Zircon program loading and dynamic linking

In Zircon, the kernel is not directly involved in normal program loading. Instead, the kernel provides the building blocks from which userspace program loading is built, such as Virtual Memory Objects, processes, Virtual Memory Address Regions, and threads.

ELF and the system ABI

The standard Zircon userspace environment uses the Executable and Linkable Format (ELF) for machine-code executable files, and provides a dynamic linker and C/C++ execution environment based on ELF. Zircon processes can use system calls only through the Zircon vDSO, which is provided by the kernel in ELF format and uses the C/C++ calling conventions common to ELF-based systems.

Userspace code (given the appropriate capabilities) can use system calls to directly create processes and load programs without using ELF, but Zircon's standard ABI for machine code uses ELF as described here.

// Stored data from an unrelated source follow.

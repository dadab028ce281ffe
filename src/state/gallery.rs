use super::data::{new_item_id, MediaItem};
use super::library::Library;
use crate::error::Result;

/// The guestbook's media collection, newest first.
///
/// Every mutation rewrites the whole serialized sequence under
/// one storage key, so the stored value always mirrors `items`.
#[derive(Debug)]
pub struct Gallery {
    items: Vec<MediaItem>,
    library: Library,
    storage_key: String,
}

impl Gallery {
    /// Load the collection stored under `storage_key`.
    ///
    /// - nothing stored yet: seed the welcome item and persist it
    /// - stored value unreadable: start empty, leave storage untouched
    pub fn load(library: Library, storage_key: &str) -> Result<Self> {
        let items = match library.get(storage_key)? {
            Some(json) => match serde_json::from_str::<Vec<MediaItem>>(&json) {
                Ok(items) => items,
                Err(e) => {
                    tracing::error!(error = %e, "Fehler beim Laden der Galerie");
                    Vec::new()
                }
            },
            None => {
                let seeded = vec![MediaItem::demo()];
                library.set(storage_key, &serde_json::to_string(&seeded)?)?;
                tracing::info!("🌱 Seeded gallery with welcome item");
                seeded
            }
        };

        tracing::info!("🖼️  Gallery loaded with {} items", items.len());

        Ok(Self {
            items,
            library,
            storage_key: storage_key.to_string(),
        })
    }

    /// Prepend a freshly uploaded item and persist.
    ///
    /// An id that is already taken is replaced with a new one. If the
    /// write fails the collection is left as it was.
    pub fn add(&mut self, mut item: MediaItem) -> Result<()> {
        while self.index_of(&item.id).is_some() {
            let fresh = new_item_id();
            tracing::debug!(old = %item.id, new = %fresh, "reassigning duplicate id");
            item.id = fresh;
        }

        let mut updated = Vec::with_capacity(self.items.len() + 1);
        updated.push(item);
        updated.extend(self.items.iter().cloned());

        self.persist(&updated)?;
        self.items = updated;
        Ok(())
    }

    /// Remove the item with `id` and persist.
    ///
    /// Returns false (and writes nothing) when no item has that id.
    pub fn remove(&mut self, id: &str) -> Result<bool> {
        let Some(index) = self.index_of(id) else {
            return Ok(false);
        };

        let mut updated = self.items.clone();
        updated.remove(index);

        self.persist(&updated)?;
        self.items = updated;
        Ok(true)
    }

    pub fn index_of(&self, id: &str) -> Option<usize> {
        self.items.iter().position(|item| item.id == id)
    }

    pub fn get(&self, index: usize) -> Option<&MediaItem> {
        self.items.get(index)
    }

    pub fn items(&self) -> &[MediaItem] {
        &self.items
    }

    pub fn len(&self) -> usize {
        self.items.len()
    }

    pub fn is_empty(&self) -> bool {
        self.items.is_empty()
    }

    fn persist(&self, items: &[MediaItem]) -> Result<()> {
        let json = serde_json::to_string(items)?;
        self.library.set(&self.storage_key, &json)?;
        Ok(())
    }
}

#[cfg(test)]
mod tests {
    use super::*;
    use crate::state::data::MediaType;

    const KEY: &str = "test_gallery";

    fn item(id: &str, guest: &str) -> MediaItem {
        MediaItem {
            id: id.to_string(),
            url: format!("data:image/png;base64,{id}"),
            thumbnail: None,
            media_type: MediaType::Image,
            caption: String::new(),
            guest_name: guest.to_string(),
            timestamp: 1_718_000_000_000,
        }
    }

    fn stored(gallery: &Gallery) -> Vec<MediaItem> {
        let json = gallery.library.get(KEY).unwrap().unwrap();
        serde_json::from_str(&json).unwrap()
    }

    fn gallery_with(items: &[MediaItem]) -> Gallery {
        let library = Library::open_in_memory().unwrap();
        library
            .set(KEY, &serde_json::to_string(items).unwrap())
            .unwrap();
        Gallery::load(library, KEY).unwrap()
    }

    #[test]
    fn test_first_launch_seeds_demo_item() {
        let gallery = Gallery::load(Library::open_in_memory().unwrap(), KEY).unwrap();

        assert_eq!(gallery.len(), 1);
        assert_eq!(gallery.items()[0].id, "welcome-1");
        assert_eq!(stored(&gallery), gallery.items());
    }

    #[test]
    fn test_malformed_storage_yields_empty_gallery() {
        let library = Library::open_in_memory().unwrap();
        library.set(KEY, "{not json").unwrap();

        let gallery = Gallery::load(library, KEY).unwrap();

        assert!(gallery.is_empty());
        // Left alone until the next mutation
        assert_eq!(gallery.library.get(KEY).unwrap().as_deref(), Some("{not json"));
    }

    #[test]
    fn test_wrong_shape_yields_empty_gallery() {
        let library = Library::open_in_memory().unwrap();
        library.set(KEY, r#"[{"id": 5}]"#).unwrap();

        assert!(Gallery::load(library, KEY).unwrap().is_empty());
    }

    #[test]
    fn test_add_prepends_and_persists() {
        let mut gallery = gallery_with(&[item("older", "Anna")]);

        gallery.add(item("newer", "Ben")).unwrap();

        let ids: Vec<_> = gallery.items().iter().map(|i| i.id.as_str()).collect();
        assert_eq!(ids, ["newer", "older"]);
        assert_eq!(stored(&gallery), gallery.items());
    }

    #[test]
    fn test_add_after_malformed_storage_overwrites_it() {
        let library = Library::open_in_memory().unwrap();
        library.set(KEY, "garbage").unwrap();
        let mut gallery = Gallery::load(library, KEY).unwrap();

        gallery.add(item("first", "Anna")).unwrap();

        assert_eq!(stored(&gallery).len(), 1);
    }

    #[test]
    fn test_add_keeps_ids_unique() {
        let mut gallery = gallery_with(&[item("same", "Anna")]);

        gallery.add(item("same", "Ben")).unwrap();

        assert_eq!(gallery.len(), 2);
        assert_ne!(gallery.items()[0].id, gallery.items()[1].id);
        assert_eq!(gallery.items()[0].guest_name, "Ben");
        assert_eq!(gallery.items()[1].id, "same");
    }

    #[test]
    fn test_remove_targets_exactly_one_item() {
        let mut gallery = gallery_with(&[item("a", "Anna"), item("b", "Ben"), item("c", "Cem")]);

        assert!(gallery.remove("b").unwrap());

        let ids: Vec<_> = gallery.items().iter().map(|i| i.id.as_str()).collect();
        assert_eq!(ids, ["a", "c"]);
        assert_eq!(stored(&gallery), gallery.items());
    }

    #[test]
    fn test_remove_unknown_id_is_noop() {
        let mut gallery = gallery_with(&[item("a", "Anna")]);

        assert!(!gallery.remove("zzz").unwrap());
        assert_eq!(gallery.len(), 1);
    }

    #[test]
    fn test_index_of() {
        let gallery = gallery_with(&[item("a", "Anna"), item("b", "Ben")]);
        assert_eq!(gallery.index_of("b"), Some(1));
        assert_eq!(gallery.index_of("x"), None);
        assert_eq!(gallery.get(0).map(|i| i.guest_name.as_str()), Some("Anna"));
    }
}
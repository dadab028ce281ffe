/// Passcode gate in front of deletions.
///
/// One shared passcode for everyone. It keeps guests from removing
/// each other's photos by accident; it does not protect anything.

/// Outcome of a passcode prompt
#[derive(Debug, Clone, Copy, PartialEq, Eq)]
pub enum GateDecision {
    Approved,
    /// Wrong passcode, tell the guest
    Rejected,
    /// Prompt dismissed, say nothing
    Cancelled,
}

#[derive(Debug, Clone)]
pub struct DeleteGate {
    passcode: String,
    /// Item waiting for confirmation and the text typed so far
    pending: Option<PendingDelete>,
}

#[derive(Debug, Clone, PartialEq, Eq)]
pub struct PendingDelete {
    pub item_id: String,
    pub input: String,
}

impl DeleteGate {
    pub fn new(passcode: impl Into<String>) -> Self {
        Self {
            passcode: passcode.into(),
            pending: None,
        }
    }

    /// Compare a prompt answer with the passcode. `None` means cancelled.
    pub fn check(&self, input: Option<&str>) -> GateDecision {
        match input {
            None => GateDecision::Cancelled,
            Some(answer) if answer == self.passcode => GateDecision::Approved,
            Some(_) => GateDecision::Rejected,
        }
    }

    /// Open the prompt for `item_id`, replacing any earlier request
    pub fn request(&mut self, item_id: impl Into<String>) {
        self.pending = Some(PendingDelete {
            item_id: item_id.into(),
            input: String::new(),
        });
    }

    pub fn pending(&self) -> Option<&PendingDelete> {
        self.pending.as_ref()
    }

    pub fn set_input(&mut self, input: String) {
        if let Some(pending) = &mut self.pending {
            pending.input = input;
        }
    }

    /// Submit the typed passcode. Closes the prompt.
    ///
    /// Returns the decision and, when approved, the id to delete.
    pub fn submit(&mut self) -> Option<(GateDecision, String)> {
        let pending = self.pending.take()?;
        Some((self.check(Some(&pending.input)), pending.item_id))
    }

    /// Dismiss the prompt
    pub fn cancel(&mut self) -> GateDecision {
        self.pending = None;
        self.check(None)
    }
}

#[cfg(test)]
mod tests {
    use super::*;

    #[test]
    fn test_exact_passcode_is_approved() {
        let gate = DeleteGate::new("6666");
        assert_eq!(gate.check(Some("6666")), GateDecision::Approved);
    }

    #[test]
    fn test_anything_else_is_rejected() {
        let gate = DeleteGate::new("6666");
        for answer in ["", "666", "66666", " 6666", "6666 ", "abcd"] {
            assert_eq!(gate.check(Some(answer)), GateDecision::Rejected, "{answer:?}");
        }
    }

    #[test]
    fn test_dismissed_prompt_is_cancelled() {
        let gate = DeleteGate::new("6666");
        assert_eq!(gate.check(None), GateDecision::Cancelled);
    }

    #[test]
    fn test_prompt_flow() {
        let mut gate = DeleteGate::new("6666");
        gate.request("abc");
        gate.set_input("6666".to_string());

        assert_eq!(gate.submit(), Some((GateDecision::Approved, "abc".to_string())));
        assert!(gate.pending().is_none());
        assert_eq!(gate.submit(), None);
    }

    #[test]
    fn test_new_request_clears_input() {
        let mut gate = DeleteGate::new("6666");
        gate.request("abc");
        gate.set_input("66".to_string());
        gate.request("def");

        let pending = gate.pending().unwrap();
        assert_eq!(pending.item_id, "def");
        assert!(pending.input.is_empty());
    }

    #[test]
    fn test_cancel_closes_prompt() {
        let mut gate = DeleteGate::new("6666");
        gate.request("abc");
        assert_eq!(gate.cancel(), GateDecision::Cancelled);
        assert!(gate.pending().is_none());
    }
}
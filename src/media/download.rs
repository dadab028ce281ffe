/// Saving gallery items to disk
///
/// Inline items are decoded locally, remote ones are fetched over HTTP.
/// If that fails the URL is handed to the system browser instead.
use std::path::{Path, PathBuf};
use std::time::Duration;

use super::data_url;
use crate::error::{GuestbookError, Result};
use crate::state::data::MediaItem;

/// How a download request ended
#[derive(Debug, Clone, PartialEq, Eq)]
pub enum DownloadOutcome {
    Saved(PathBuf),
    /// Saving failed; the link was opened instead
    OpenedLink,
    /// Saving failed and the link could not be opened either
    Failed(String),
}

/// Give up on hosts that do not accept the connection in time
pub const CONNECT_TIMEOUT: Duration = Duration::from_secs(10);

/// Client used for remote item URLs
fn http_client() -> reqwest::Client {
    reqwest::Client::builder()
        .connect_timeout(CONNECT_TIMEOUT)
        .build()
        .unwrap_or_else(|_| reqwest::Client::new())
}

/// Load the bytes behind an item URL
pub async fn fetch_bytes(url: &str) -> Result<Vec<u8>> {
    if data_url::is_data_url(url) {
        let (_, bytes) = data_url::decode(url)?;
        return Ok(bytes);
    }

    if url.starts_with("https://") || url.starts_with("http://") {
        let response = http_client().get(url).send().await?.error_for_status()?;
        return Ok(response.bytes().await?.to_vec());
    }

    Err(GuestbookError::UnsupportedUrl(url.to_string()))
}

/// Fetch `item` and write it to `destination`
pub async fn save_to(item: &MediaItem, destination: &Path) -> Result<()> {
    let bytes = fetch_bytes(&item.url).await?;
    tokio::fs::write(destination, &bytes).await?;
    Ok(())
}

/// Save `item` to `destination`, falling back to opening the URL directly
pub async fn download(item: MediaItem, destination: PathBuf) -> DownloadOutcome {
    match save_to(&item, &destination).await {
        Ok(()) => {
            tracing::info!("💾 Saved {} to {}", item.id, destination.display());
            DownloadOutcome::Saved(destination)
        }
        Err(e) => {
            tracing::error!(error = %e, "Download fehlgeschlagen");
            open_link(&item).await
        }
    }
}

/// Best-effort: let the system deal with the item URL.
///
/// Data URLs are too long for most handlers, so they are written to a
/// temporary file first and that file is opened.
pub async fn open_link(item: &MediaItem) -> DownloadOutcome {
    let target = if data_url::is_data_url(&item.url) {
        match write_temp_copy(item).await {
            Ok(path) => path.to_string_lossy().to_string(),
            Err(e) => return DownloadOutcome::Failed(e.to_string()),
        }
    } else {
        item.url.clone()
    };

    match webbrowser::open(&target) {
        Ok(()) => DownloadOutcome::OpenedLink,
        Err(e) => {
            tracing::error!(error = %e, "could not open {}", item.fallback_file_name());
            DownloadOutcome::Failed(e.to_string())
        }
    }
}

/// Write an inline item into the temp directory, e.g. to play a video
pub async fn write_temp_copy(item: &MediaItem) -> Result<PathBuf> {
    let path = std::env::temp_dir().join(item.download_file_name());
    save_to(item, &path).await?;
    Ok(path)
}

#[cfg(test)]
mod tests {
    use super::*;
    use crate::state::data::MediaType;
    use std::io::{Read, Write};
    use std::net::TcpListener;

    /// Serve one canned HTTP response on a local port
    fn serve_once(status: &'static str, body: &'static [u8]) -> String {
        let listener = TcpListener::bind("127.0.0.1:0").unwrap();
        let address = listener.local_addr().unwrap();

        std::thread::spawn(move || {
            let (mut stream, _) = listener.accept().unwrap();
            let mut request = Vec::new();
            let mut buf = [0u8; 1024];
            while !request.windows(4).any(|w| w == b"\r\n\r\n") {
                let n = stream.read(&mut buf).unwrap();
                if n == 0 {
                    break;
                }
                request.extend_from_slice(&buf[..n]);
            }
            let head = format!(
                "HTTP/1.1 {status}\r\nContent-Length: {}\r\nConnection: close\r\n\r\n",
                body.len()
            );
            stream.write_all(head.as_bytes()).unwrap();
            stream.write_all(body).unwrap();
        });

        format!("http://{address}/foto.jpg")
    }

    fn inline_item(url: &str) -> MediaItem {
        MediaItem {
            id: "dl0000001".to_string(),
            url: url.to_string(),
            thumbnail: None,
            media_type: MediaType::Image,
            caption: String::new(),
            guest_name: "Papa".to_string(),
            timestamp: 1_718_000_000_000,
        }
    }

    #[tokio::test]
    async fn test_fetch_inline_bytes() {
        assert_eq!(fetch_bytes("data:image/png;base64,aGk=").await.unwrap(), b"hi");
    }

    #[tokio::test]
    async fn test_fetch_rejects_unknown_scheme() {
        let result = fetch_bytes("ftp://example.com/a.jpg").await;
        assert!(matches!(result, Err(GuestbookError::UnsupportedUrl(_))));
    }

    #[tokio::test]
    async fn test_fetch_remote_bytes() {
        let url = serve_once("200 OK", b"remote");
        assert_eq!(fetch_bytes(&url).await.unwrap(), b"remote");
    }

    #[tokio::test]
    async fn test_fetch_remote_error_status() {
        let url = serve_once("404 Not Found", b"");
        assert!(matches!(fetch_bytes(&url).await, Err(GuestbookError::Http(_))));
    }

    #[test]
    fn test_connect_timeout_is_bounded() {
        assert!(CONNECT_TIMEOUT <= Duration::from_secs(10));
        assert!(CONNECT_TIMEOUT > Duration::ZERO);
    }

    #[tokio::test]
    async fn test_save_writes_decoded_file() {
        let dir = tempfile::tempdir().unwrap();
        let destination = dir.path().join("hochzeit_dl0000001.jpg");

        let outcome = download(inline_item("data:image/png;base64,aGk="), destination.clone()).await;

        assert_eq!(outcome, DownloadOutcome::Saved(destination.clone()));
        assert_eq!(std::fs::read(destination).unwrap(), b"hi");
    }

    #[tokio::test]
    async fn test_save_to_reports_bad_payload() {
        let dir = tempfile::tempdir().unwrap();
        let destination = dir.path().join("broken.jpg");

        let result = save_to(&inline_item("data:image/png;base64,@@@"), &destination).await;

        assert!(result.is_err());
        assert!(!destination.exists());
    }

    #[tokio::test]
    async fn test_temp_copy_uses_download_name() {
        let item = inline_item("data:image/png;base64,aGk=");
        let path = write_temp_copy(&item).await.unwrap();

        assert!(path.ends_with("hochzeit_dl0000001.jpg"));
        assert_eq!(std::fs::read(&path).unwrap(), b"hi");
        let _ = std::fs::remove_file(path);
    }
}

Background: Traditional ELF program loading

ELF was introduced with Unix System V Release 4 and became the common standard executable file format for most Unix-like systems. In these systems, the kernel integrates program loading with filesystem access using the POSIX execve API. There are some variations in how these systems load ELF programs, but most follow this pattern:

The kernel loads the file by name, and checks whether it's ELF or some other kind of file that system supports. This is where #! script handling is done, and non-ELF format support when present.
The kernel maps the ELF image according to its PT_LOAD program headers. For an ET_EXEC file, this places the program's segments at fixed addresses in memory specified in p_vaddr. For an ET_DYN file, the system chooses the base address where the program's first PT_LOAD gets loaded, and following segments are placed according to their p_vaddr relative to the first segment's p_vaddr. Usually the base address is chosen randomly (ASLR).
If there was a PT_INTERP program header, its contents (a range of bytes in the ELF file given by p_offset and p_filesz) is looked up as a file name to find another ELF file called the ELF interpreter. This must be an ET_DYN file. The kernel loads it in the same way as it loaded the executable, but always at a location of its own choosing. The interpreter program is usually the ELF dynamic linker with a name like /lib/ld.so.1 or /lib/ld-linux.so.2, but the kernel loads whatever file is named.
The kernel sets up the stack and registers for the initial thread, and starts the thread running with the PC at the chosen entry point address.
- The entry point is the e_entry value from the ELF file header, adjusted by base address. When there was a PT_INTERP, the entry point is that of the interepreter rather than the main executable.
- There is an assembly-level protocol of register and stack contents that the kernel sets up for the program to receive its argument and environment strings and an auxiliary vector of useful values. When there was a PT_INTERP, these include the base address, entry point, and program header table address from the main executable's ELF headers. This information allows the dynamic linker to find the main executable's ELF dynamic linking metadata in memory and do its work. When dynamic linking startup is complete, the dynamic linker jumps to the main executable's entry point address.

Zircon program loading is inspired by this tradition, but does it somewhat differently. A key reason for the traditional pattern of loading the executable before loading the dynamic linker is that the dynamic linker's randomly-chosen base address must not intersect with the fixed addresses used by an ET_EXEC executable file. Zircon does not support fixed-address program loading (ELF ET_EXEC files) at all, only position-independent executables or PIEs, which are ELF ET_DYN files.

Filesystems are not part of the lower layers of Zircon API. Instead, program loading is based on VMOs and on IPC protocols used through channels.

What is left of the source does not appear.